# Wolfenstein.The.New.Order.XBOX360-COMPLEX and XBLA



## FAST6191 (May 22, 2014)

*Watch.Dogs.XBOX360-COMPLEX* and *F1.2013.Complete.Edition.XBOX360-COMPLEX* will get their own threads not long after this.
*XBLA releases*

*Super.Time.Force.XBLA.XBOX360-MoNGoLS*
A side scrolling shooter from the people that brought us Might and Magic: Clash of Heroes and Sword and Sorcery EP. There is an Xbone version and the likes of XBLA is littered with games like this, however by most accounts if you like this sort of thing then you could do far worse.

*Peggle.2.XBLA.XBOX360-LiGHTFORCE*
If you like Peggle then most would say you will like Peggle 2 as it is pretty similar, even by the standards of games like this. For those unfamiliar you might want to check out puzzle/"casual" games more often, anyway it is a popular puzzle and timing affair, not sure how to describe it other than what if puzzle bobble met pachinko.
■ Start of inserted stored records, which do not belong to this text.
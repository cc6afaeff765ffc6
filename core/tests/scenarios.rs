use oas_dom::{
    AppError, CodecOptions, CompositionValidator, Document, DocumentLayout, GraphCodec,
    Reference, ReferenceState, SchemaKind, SchemaNode, SchemaOrRef, Shape, UnresolvedPolicy,
    ViolationKind,
};
use pretty_assertions::assert_eq;
use serde_json::{json, Value};

#[test]
fn discriminated_union_decodes_with_references() {
    let codec = GraphCodec::default();
    let value = json!({
        "title": "Pet",
        "oneOf": [{"$ref": "#/Dog"}, {"$ref": "#/Cat"}],
        "discriminator": {"propertyName": "petType"}
    });
    let node = codec.decode_schema(&value).unwrap();

    assert_eq!(node.title.as_deref(), Some("Pet"));
    assert_eq!(node.one_of.len(), 2);
    assert!(node
        .one_of
        .iter()
        .all(|m| matches!(m, SchemaOrRef::Reference(_))));
    assert_eq!(
        node.discriminator.as_ref().map(|d| d.property_name.as_str()),
        Some("petType")
    );
    assert!(CompositionValidator::new().check(&node).is_valid());
}

#[test]
fn bound_reference_resolves_against_flat_document() {
    let codec = GraphCodec::default();
    let document = codec
        .decode_document(&json!({"Dog": {"title": "Dog"}}), &DocumentLayout::flat())
        .unwrap();

    let mut reference = Reference::internal("Dog");
    assert_eq!(reference.state(), ReferenceState::Unbound);
    reference.bind(&document);
    assert_eq!(reference.state(), ReferenceState::InternalUnresolved);

    assert_eq!(reference.resolve(&document).unwrap(), vec!["Dog"]);
    assert_eq!(reference.state(), ReferenceState::InternalResolved);
    assert_eq!(reference.json_pointer(&document).unwrap(), "#/Dog/");
}

#[test]
fn array_without_items_is_reported() {
    let node = GraphCodec::default()
        .decode_schema(&json!({"type": "array"}))
        .unwrap();
    let result = CompositionValidator::new().check(&node);
    assert_eq!(result.violations().len(), 1);
    assert_eq!(result.violations()[0].kind, ViolationKind::MissingItems);
}

#[test]
fn numeric_exclusive_bound_above_maximum_is_rejected() {
    let err = GraphCodec::default()
        .decode(&json!({"maximum": 10, "exclusiveMaximum": 15}), Shape::Schema)
        .unwrap_err();
    assert!(matches!(
        err,
        AppError::RangeViolation { ref field, .. } if field == "exclusiveMaximum"
    ));

    let node = GraphCodec::default()
        .decode_schema(&json!({"maximum": 10, "exclusiveMaximum": true}))
        .unwrap();
    assert!(node.exclusive_maximum());
}

#[test]
fn vendor_extension_round_trips_last() {
    let codec = GraphCodec::default();
    let node = codec
        .decode_schema(&json!({"x-vendor-flag": true, "title": "X"}))
        .unwrap();
    assert_eq!(node.extensions.get("vendor-flag"), Some(&json!(true)));

    let encoded = codec.encode_schema(&node).unwrap();
    assert_eq!(encoded, json!({"title": "X", "x-vendor-flag": true}));
    let keys: Vec<_> = encoded.as_object().unwrap().keys().cloned().collect();
    assert_eq!(keys, vec!["title", "x-vendor-flag"]);
}

#[test]
fn resolution_is_cached_until_the_document_changes() {
    let codec = GraphCodec::default();
    let mut document = codec
        .decode_document(
            &json!({
                "components": {"schemas": {
                    "Pet": {"type": "object"},
                    "Pets": {"type": "array", "items": {"$ref": "#/components/schemas/Pet"}}
                }}
            }),
            &DocumentLayout::openapi(),
        )
        .unwrap();

    let mut reference = Reference::internal("Pet");
    reference.bind(&document);

    let first = reference.resolve(&document).unwrap();
    let searches = document.search_count();
    let second = reference.resolve(&document).unwrap();
    assert_eq!(first, second);
    assert_eq!(document.search_count(), searches);
    assert_eq!(first, vec!["components", "schemas", "Pet"]);

    document.insert("Other", SchemaNode::of_kind(SchemaKind::String));
    reference.resolve(&document).unwrap();
    assert_eq!(document.search_count(), searches + 1);
}

#[test]
fn resolution_failures() {
    let codec = GraphCodec::default();
    let document = codec
        .decode_document(&json!({"Dog": {}}), &DocumentLayout::flat())
        .unwrap();
    let other = Document::new(DocumentLayout::flat());

    let unbound = Reference::internal("Dog");
    assert!(matches!(
        unbound.resolve(&document).unwrap_err(),
        AppError::NoDocumentBound(_)
    ));

    let mut foreign = Reference::internal("Dog");
    foreign.bind(&other);
    assert!(matches!(
        foreign.resolve(&document).unwrap_err(),
        AppError::NoDocumentBound(_)
    ));

    let mut missing = Reference::internal("Cat");
    missing.bind(&document);
    assert!(matches!(
        missing.resolve(&document).unwrap_err(),
        AppError::ReferenceNotFound(_)
    ));

    let external = Reference::parse("https://example.com/pets.yaml#/Dog");
    assert!(matches!(
        external.resolve(&document).unwrap_err(),
        AppError::ExternalReference(_)
    ));
    assert_eq!(
        external.json_pointer(&document).unwrap(),
        "https://example.com/pets.yaml#/Dog"
    );
}

#[test]
fn composition_monotonicity() {
    let mut node = SchemaNode::new();
    node.any_of.push(Reference::internal("A").into());
    let validator = CompositionValidator::new();
    assert!(validator.check(&node).is_valid());

    node.any_of.push(SchemaOrRef::Unresolved(json!(42)));
    let err = validator.check(&node).into_result().unwrap_err();
    assert!(matches!(err, AppError::CompositionInvalid(ref v) if v.len() == 1));

    node.any_of.pop();
    assert!(validator.check(&node).is_valid());
}

#[test]
fn discriminator_precondition() {
    let codec = GraphCodec::default();
    let mut node = codec
        .decode_schema(&json!({"discriminator": {"propertyName": "kind"}}))
        .unwrap();
    let validator = CompositionValidator::new();
    assert_eq!(
        validator.check(&node).violations()[0].kind,
        ViolationKind::DiscriminatorWithoutComposition
    );

    node.all_of.push(SchemaNode::new().into());
    assert!(validator.check(&node).is_valid());
}

#[test]
fn encode_in_document_writes_resolved_pointers() {
    let codec = GraphCodec::default();
    let document = codec
        .decode_document(
            &json!({
                "definitions": {
                    "Tree": {
                        "type": "object",
                        "properties": {"children": {"type": "array", "items": {"$ref": "Tree"}}}
                    }
                }
            }),
            &DocumentLayout::swagger(),
        )
        .unwrap();

    let value = document.to_value().unwrap();
    assert_eq!(
        value["definitions"]["Tree"]["properties"]["children"]["items"],
        json!({"$ref": "#/definitions/Tree/"})
    );
}

#[test]
fn unresolved_policy_on_encode() {
    let value = json!({"Pet": {"items": {"$ref": "#/Missing"}}});

    let failing = GraphCodec::default()
        .decode_document(&value, &DocumentLayout::flat())
        .unwrap();
    assert!(matches!(
        failing.to_value().unwrap_err(),
        AppError::ReferenceNotFound(_)
    ));

    let verbatim = GraphCodec::new(
        CodecOptions::default().with_unresolved(UnresolvedPolicy::Verbatim),
    )
    .decode_document(&value, &DocumentLayout::flat())
    .unwrap();
    assert_eq!(verbatim.to_value().unwrap(), value);

    let placeholder = GraphCodec::new(CodecOptions::default().with_unresolved(
        UnresolvedPolicy::Placeholder(Value::String("#/".into())),
    ))
    .decode_document(&value, &DocumentLayout::flat())
    .unwrap();
    assert_eq!(
        placeholder.to_value().unwrap(),
        json!({"Pet": {"items": {"$ref": "#/"}}})
    );
}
*Dustforce.XBLA.XBOX360-LiGHTFORCE*
Been out on the PC for years (as in since early 2012) at this point. A well liked platformer that more or less acts as the definition of "indy platformer".

*Child.of.Light.XBLA.XBOX360-LiGHTFORCE*
Ubisoft attempts to get in on the indy platformer/Limbo train, apparently does well at it too.
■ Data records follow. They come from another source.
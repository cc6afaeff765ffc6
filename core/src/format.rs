#![deny(missing_docs)]

//! # Text Formats
//!
//! The text layer is chosen by the caller for each call; the model itself
//! only sees generic [`serde_json::Value`]s.

use crate::error::AppResult;
use serde_json::Value;

/// A text encoding of the generic document form.
pub trait TextFormat {
    /// Parses text into a generic value.
    fn parse(&self, text: &str) -> AppResult<Value>;

    /// Renders a generic value as text.
    fn render(&self, value: &Value) -> AppResult<String>;
}

/// JSON via `serde_json`.
#[derive(Debug, Clone, Copy, Default)]
pub struct Json {
    /// Indent output.
    pub pretty: bool,
}

impl Json {
    /// Compact output.
    pub fn compact() -> Self {
        Self { pretty: false }
    }

    /// Indented output.
    pub fn pretty() -> Self {
        Self { pretty: true }
    }
}

impl TextFormat for Json {
    fn parse(&self, text: &str) -> AppResult<Value> {
        Ok(serde_json::from_str(text)?)
    }

    fn render(&self, value: &Value) -> AppResult<String> {
        let text = if self.pretty {
            serde_json::to_string_pretty(value)?
        } else {
            serde_json::to_string(value)?
        };
        Ok(text)
    }
}

/// YAML via `serde_yaml`.
#[derive(Debug, Clone, Copy, Default)]
pub struct Yaml;

impl TextFormat for Yaml {
    fn parse(&self, text: &str) -> AppResult<Value> {
        Ok(serde_yaml::from_str(text)?)
    }

    fn render(&self, value: &Value) -> AppResult<String> {
        Ok(serde_yaml::to_string(value)?)
    }
}

#[cfg(test)]
mod tests {
    use super::*;
    use crate::error::AppError;
    use serde_json::json;

    #[test]
    fn test_json_compact_and_pretty() {
        let value = json!({"b": 1, "a": [true]});
        assert_eq!(Json::compact().render(&value).unwrap(), r#"{"b":1,"a":[true]}"#);
        assert!(Json::pretty().render(&value).unwrap().contains('\n'));
    }

    #[test]
    fn test_yaml_keeps_key_order() {
        let yaml = r#"
title: Pet
type: object
required:
  - id
"#;
        let value = Yaml.parse(yaml).unwrap();
        let keys: Vec<_> = value.as_object().unwrap().keys().cloned().collect();
        assert_eq!(keys, vec!["title", "type", "required"]);
        assert!(Yaml.render(&value).unwrap().starts_with("title: Pet"));
    }

    #[test]
    fn test_parse_errors_are_wrapped() {
        assert!(matches!(Json::compact().parse("{").unwrap_err(), AppError::Json(_)));
        assert!(matches!(Yaml.parse("a: [").unwrap_err(), AppError::Yaml(_)));
    }
}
*Wolfenstein.The.New.Order.XBOX360-COMPLEX*
There was also *Wolfenstein.The.New.Order.Stealth.Fix.XBOX360-COMPLEX* so do make sure you are using a good version.
Seems to be region free. 
4 discs apparently, not sure if any are optional.
It is available for all sorts of other consoles and devices with the 360 probably being the lesser of the lot so play it how you will.
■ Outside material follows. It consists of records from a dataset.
#![deny(missing_docs)]

//! # Document
//!
//! Root owner of a typed graph. Top-level definitions live in the section the
//! [`DocumentLayout`] names; every other part of the source document is kept
//! as opaque values so it round-trips untouched.
//!
//! The document is the only authority references resolve against. It carries
//! a process-unique id (what references bind to) and a revision counter that
//! every mutation bumps, which invalidates cached reference paths.

use crate::codec::GraphCodec;
use crate::error::{AppError, AppResult};
use crate::reference::Reference;
use crate::resolver::{PathResolver, SearchTarget};
use crate::schema::SchemaOrRef;
use derive_more::Display;
use indexmap::IndexMap;
use serde_json::{Map, Value};
use std::cell::Cell;
use std::sync::atomic::{AtomicU64, Ordering};
use tracing::debug;

static NEXT_DOCUMENT_ID: AtomicU64 = AtomicU64::new(1);

/// Process-unique identity of a [`Document`].
#[derive(Debug, Clone, Copy, PartialEq, Eq, Hash, Display)]
#[display("{_0}")]
pub struct DocumentId(u64);

impl DocumentId {
    fn next() -> Self {
        DocumentId(NEXT_DOCUMENT_ID.fetch_add(1, Ordering::Relaxed))
    }
}

/// Where definitions live inside a document.
#[derive(Debug, Clone, Default, PartialEq, Eq)]
pub struct DocumentLayout {
    definitions: Vec<String>,
}

impl DocumentLayout {
    /// Every root key is a definition.
    pub fn flat() -> Self {
        Self::default()
    }

    /// OpenAPI 3: `components/schemas`.
    pub fn openapi() -> Self {
        Self::with_section(["components", "schemas"])
    }

    /// Swagger 2: `definitions`.
    pub fn swagger() -> Self {
        Self::with_section(["definitions"])
    }

    /// Definitions under an arbitrary key path.
    pub fn with_section<I, S>(path: I) -> Self
    where
        I: IntoIterator<Item = S>,
        S: Into<String>,
    {
        Self {
            definitions: path.into_iter().map(Into::into).collect(),
        }
    }

    /// Key path of the definitions section (empty for [`flat`](Self::flat)).
    pub fn definitions_path(&self) -> &[String] {
        &self.definitions
    }
}

/// A node of the document tree.
#[derive(Debug, Clone, PartialEq)]
pub enum DocumentEntry {
    /// A typed top-level definition.
    Definition(SchemaOrRef),
    /// A mapping on the way to the definitions section.
    Section(IndexMap<String, DocumentEntry>),
    /// Anything this model does not type (info, paths, servers, …).
    Opaque(Value),
}

/// Owner of a typed graph and the context references resolve against.
#[derive(Debug)]
pub struct Document {
    id: DocumentId,
    revision: u64,
    layout: DocumentLayout,
    codec: GraphCodec,
    root: IndexMap<String, DocumentEntry>,
    search_count: Cell<usize>,
}

impl Document {
    /// Empty document using the default codec.
    pub fn new(layout: DocumentLayout) -> Self {
        Self::with_codec(layout, GraphCodec::default())
    }

    /// Empty document encoding through `codec`.
    pub fn with_codec(layout: DocumentLayout, codec: GraphCodec) -> Self {
        Self::from_entries(layout, codec, IndexMap::new())
    }

    /// Document over already-built entries. References are bound to it.
    pub fn from_entries(
        layout: DocumentLayout,
        codec: GraphCodec,
        root: IndexMap<String, DocumentEntry>,
    ) -> Self {
        let mut document = Self {
            id: DocumentId::next(),
            revision: 0,
            layout,
            codec,
            root,
            search_count: Cell::new(0),
        };
        document.bind_references();
        document
    }

    /// Identity references bind to.
    pub fn id(&self) -> DocumentId {
        self.id
    }

    /// Bumped by every mutation.
    pub fn revision(&self) -> u64 {
        self.revision
    }

    /// The layout this document was built with.
    pub fn layout(&self) -> &DocumentLayout {
        &self.layout
    }

    /// The codec used by [`to_value`](Self::to_value).
    pub fn codec(&self) -> &GraphCodec {
        &self.codec
    }

    /// Number of tree searches run so far.
    pub fn search_count(&self) -> usize {
        self.search_count.get()
    }

    /// Root entries.
    pub fn entries(&self) -> &IndexMap<String, DocumentEntry> {
        &self.root
    }

    fn touch(&mut self) {
        self.revision += 1;
    }

    fn definitions_map(&self) -> Option<&IndexMap<String, DocumentEntry>> {
        let mut current = &self.root;
        for key in self.layout.definitions_path() {
            match current.get(key) {
                Some(DocumentEntry::Section(next)) => current = next,
                _ => return None,
            }
        }
        Some(current)
    }

    fn definitions_map_mut(&mut self) -> Option<&mut IndexMap<String, DocumentEntry>> {
        let mut current = &mut self.root;
        for key in &self.layout.definitions {
            match current.get_mut(key) {
                Some(DocumentEntry::Section(next)) => current = next,
                _ => return None,
            }
        }
        Some(current)
    }

    /// Adds (or replaces) a definition, creating the definitions section if
    /// needed. References inside it are bound to this document.
    pub fn insert(
        &mut self,
        name: impl Into<String>,
        definition: impl Into<SchemaOrRef>,
    ) -> Option<SchemaOrRef> {
        let mut definition = definition.into();
        bind_member(&mut definition, self.id);

        let previous = insert_at(
            &mut self.root,
            &self.layout.definitions,
            name.into(),
            DocumentEntry::Definition(definition),
        );
        self.revision += 1;
        match previous {
            Some(DocumentEntry::Definition(old)) => Some(old),
            _ => None,
        }
    }

    /// Looks up a definition by name.
    pub fn definition(&self, name: &str) -> Option<&SchemaOrRef> {
        match self.definitions_map()?.get(name)? {
            DocumentEntry::Definition(member) => Some(member),
            _ => None,
        }
    }

    /// Mutable access to a definition. Counts as a mutation.
    pub fn definition_mut(&mut self, name: &str) -> Option<&mut SchemaOrRef> {
        self.touch();
        match self.definitions_map_mut()?.get_mut(name)? {
            DocumentEntry::Definition(member) => Some(member),
            _ => None,
        }
    }

    /// Removes a definition, keeping the order of the others.
    pub fn remove(&mut self, name: &str) -> Option<SchemaOrRef> {
        let removed = match self.definitions_map_mut()?.shift_remove(name)? {
            DocumentEntry::Definition(member) => Some(member),
            _ => None,
        };
        self.touch();
        removed
    }

    /// Definitions in document order.
    pub fn definitions(&self) -> impl Iterator<Item = (&str, &SchemaOrRef)> {
        self.definitions_map()
            .into_iter()
            .flat_map(|map| map.iter())
            .filter_map(|(name, entry)| match entry {
                DocumentEntry::Definition(member) => Some((name.as_str(), member)),
                _ => None,
            })
    }

    /// Stores an untyped root value, e.g. `info` or `paths`.
    pub fn insert_opaque(&mut self, key: impl Into<String>, value: Value) -> Option<DocumentEntry> {
        let previous = self.root.insert(key.into(), DocumentEntry::Opaque(value));
        self.touch();
        previous
    }

    /// Binds every internal reference in the tree to this document.
    pub fn bind_references(&mut self) {
        let id = self.id;
        let mut stack: Vec<&mut DocumentEntry> = self.root.values_mut().collect();
        while let Some(entry) = stack.pop() {
            match entry {
                DocumentEntry::Definition(member) => bind_member(member, id),
                DocumentEntry::Section(children) => stack.extend(children.values_mut()),
                DocumentEntry::Opaque(_) => {}
            }
        }
        self.touch();
    }

    /// Key path of `target` in the search form of this document.
    pub fn locate(&self, target: SearchTarget<'_>) -> AppResult<Vec<String>> {
        self.search_count.set(self.search_count.get() + 1);
        let form = self.search_form()?;
        let options = self.codec.options();
        PathResolver::new(options.max_depth)
            .skipping(options.reference_key.clone())
            .find(&form, target)
    }

    /// Generic form used for searching: references render as their logical
    /// text so building it never triggers resolution.
    pub fn search_form(&self) -> AppResult<Value> {
        self.render(|member| self.codec.search_form_of(member))
    }

    /// Encodes the whole document. Internal references render as resolved
    /// pointers, subject to the codec's unresolved policy.
    pub fn to_value(&self) -> AppResult<Value> {
        debug!(document = %self.id, revision = self.revision, "encoding document");
        self.render(|member| self.codec.encode_in(member, self))
    }

    fn render<F>(&self, encode: F) -> AppResult<Value>
    where
        F: Fn(&SchemaOrRef) -> AppResult<Value>,
    {
        fn section<F>(entries: &IndexMap<String, DocumentEntry>, encode: &F) -> AppResult<Value>
        where
            F: Fn(&SchemaOrRef) -> AppResult<Value>,
        {
            let mut out = Map::new();
            for (key, entry) in entries {
                let value = match entry {
                    DocumentEntry::Definition(member) => encode(member)?,
                    DocumentEntry::Section(children) => section(children, encode)?,
                    DocumentEntry::Opaque(value) => value.clone(),
                };
                out.insert(key.clone(), value);
            }
            Ok(Value::Object(out))
        }
        section(&self.root, &encode)
    }

    /// Resolves `reference` against this document; shorthand for
    /// [`Reference::resolve`].
    pub fn resolve(&self, reference: &Reference) -> AppResult<Vec<String>> {
        reference.resolve(self)
    }

    /// Looks up the value at a key path in the search form of the document.
    pub fn value_at(&self, path: &[String]) -> AppResult<Value> {
        let mut current = self.search_form()?;
        for key in path {
            current = match current {
                Value::Object(mut map) => map
                    .shift_remove(key)
                    .ok_or_else(|| AppError::ReferenceNotFound(path.join("/")))?,
                _ => return Err(AppError::ReferenceNotFound(path.join("/"))),
            };
        }
        Ok(current)
    }
}

/// Inserts `entry` under `path`, replacing anything on the way that is not
/// a section.
fn insert_at(
    map: &mut IndexMap<String, DocumentEntry>,
    path: &[String],
    name: String,
    entry: DocumentEntry,
) -> Option<DocumentEntry> {
    let Some((head, rest)) = path.split_first() else {
        return map.insert(name, entry);
    };
    let slot = map
        .entry(head.clone())
        .or_insert_with(|| DocumentEntry::Section(IndexMap::new()));
    match slot {
        DocumentEntry::Section(children) => insert_at(children, rest, name, entry),
        other => {
            let mut children = IndexMap::new();
            let previous = insert_at(&mut children, rest, name, entry);
            *other = DocumentEntry::Section(children);
            previous
        }
    }
}

fn bind_member(member: &mut SchemaOrRef, id: DocumentId) {
    match member {
        SchemaOrRef::Schema(node) => {
            for reference in node.references_mut() {
                reference.bind_to_id(id);
            }
        }
        SchemaOrRef::Reference(reference) => reference.bind_to_id(id),
        SchemaOrRef::Unresolved(_) => {}
    }
}

#[cfg(test)]
mod tests {
    use super::*;
    use crate::reference::ReferenceState;
    use crate::schema::{SchemaKind, SchemaNode};
    use serde_json::json;

    #[test]
    fn test_ids_are_unique() {
        let a = Document::new(DocumentLayout::flat());
        let b = Document::new(DocumentLayout::flat());
        assert_ne!(a.id(), b.id());
    }

    #[test]
    fn test_insert_creates_sections() {
        let mut doc = Document::new(DocumentLayout::openapi());
        doc.insert("Pet", SchemaNode::of_kind(SchemaKind::Object));
        assert_eq!(
            doc.search_form().unwrap(),
            json!({"components": {"schemas": {"Pet": {"type": "object"}}}})
        );
        assert!(doc.definition("Pet").is_some());
        assert_eq!(doc.definitions().count(), 1);
    }

    #[test]
    fn test_mutations_bump_revision() {
        let mut doc = Document::new(DocumentLayout::flat());
        let start = doc.revision();
        doc.insert("A", SchemaNode::new());
        assert!(doc.revision() > start);
        let after_insert = doc.revision();
        doc.definition_mut("A");
        assert!(doc.revision() > after_insert);
    }

    #[test]
    fn test_insert_binds_references() {
        let mut doc = Document::new(DocumentLayout::flat());
        doc.insert("Dog", SchemaNode::new().with_title("Dog"));
        doc.insert(
            "Pet",
            SchemaNode::of_kind(SchemaKind::Array).with_items(Reference::internal("Dog")),
        );
        let items = doc
            .definition("Pet")
            .and_then(|m| m.as_schema())
            .and_then(|n| n.items.as_ref())
            .and_then(|i| i.as_reference())
            .unwrap();
        assert_eq!(items.binding(), Some(doc.id()));
        assert_eq!(items.state(), ReferenceState::InternalUnresolved);
        assert_eq!(items.resolve(&doc).unwrap(), vec!["Dog"]);
    }

    #[test]
    fn test_opaque_entries_round_trip() {
        let mut doc = Document::new(DocumentLayout::openapi());
        doc.insert_opaque("info", json!({"title": "Pets", "version": "1"}));
        doc.insert("Pet", SchemaNode::new());
        assert_eq!(
            doc.to_value().unwrap(),
            json!({
                "info": {"title": "Pets", "version": "1"},
                "components": {"schemas": {"Pet": {}}}
            })
        );
    }

    #[test]
    fn test_value_at() {
        let mut doc = Document::new(DocumentLayout::swagger());
        doc.insert("Pet", SchemaNode::new().with_title("P"));
        let path = vec!["definitions".to_string(), "Pet".to_string()];
        assert_eq!(doc.value_at(&path).unwrap(), json!({"title": "P"}));
        assert!(doc.value_at(&["nope".to_string()]).is_err());
    }

    #[test]
    fn test_remove_definition() {
        let mut doc = Document::new(DocumentLayout::flat());
        doc.insert("A", SchemaNode::new());
        doc.insert("B", SchemaNode::new());
        assert!(doc.remove("A").is_some());
        let names: Vec<_> = doc.definitions().map(|(n, _)| n).collect();
        assert_eq!(names, vec!["B"]);
    }

    #[test]
    fn test_bare_mapping_targets_do_not_shadow_definitions() {
        let source = json!({
            "Pet": {
                "oneOf": [{"$ref": "Dog"}],
                "discriminator": {"propertyName": "t", "mapping": {"dog": "Dog"}}
            },
            "Dog": {"type": "object"}
        });
        let doc = GraphCodec::default()
            .decode_document(&source, &DocumentLayout::flat())
            .unwrap();

        let pet = doc.definition("Pet").and_then(|m| m.as_schema()).unwrap();
        let mapped = pet
            .discriminator
            .as_ref()
            .and_then(|d| d.target_for("dog"))
            .unwrap();
        assert_eq!(mapped.resolve(&doc).unwrap(), vec!["Dog"]);
        let member = pet.one_of[0].as_reference().unwrap();
        assert_eq!(member.resolve(&doc).unwrap(), vec!["Dog"]);

        let value = doc.to_value().unwrap();
        assert_eq!(value["Pet"]["oneOf"][0], json!({"$ref": "#/Dog/"}));
        assert_eq!(value["Pet"]["discriminator"]["mapping"]["dog"], json!("#/Dog/"));
    }
}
Apparently this does OK, though people did not learn from Deus Ex Human Revolution as the boss fights seem to be a recurring theme in the criticism of it.

Words from Amazon
Armed with a mysterious advanced technology, the Nazi's unrelenting force and intimidation brought even the most powerful nations to their knees. Awakened from a 14-year coma to a world changed forever, war hero B.J. Blazkowicz emerges into this unimaginable alternate version of the 1960s. One in which the monstrous Nazi regime has won World War II, and now rule the globe with an iron fist.

You are B.J. Blazkowicz, the American war hero, and the only man capable of rewriting history.

KEY FEATURES:

The Action and Adventure: Wolfenstein's breath-taking set pieces feature intense mountain-top car chases, underwater exploration, player-controlled Nazi war machines, and much more – all combined to create an exhilarating action-adventure experience.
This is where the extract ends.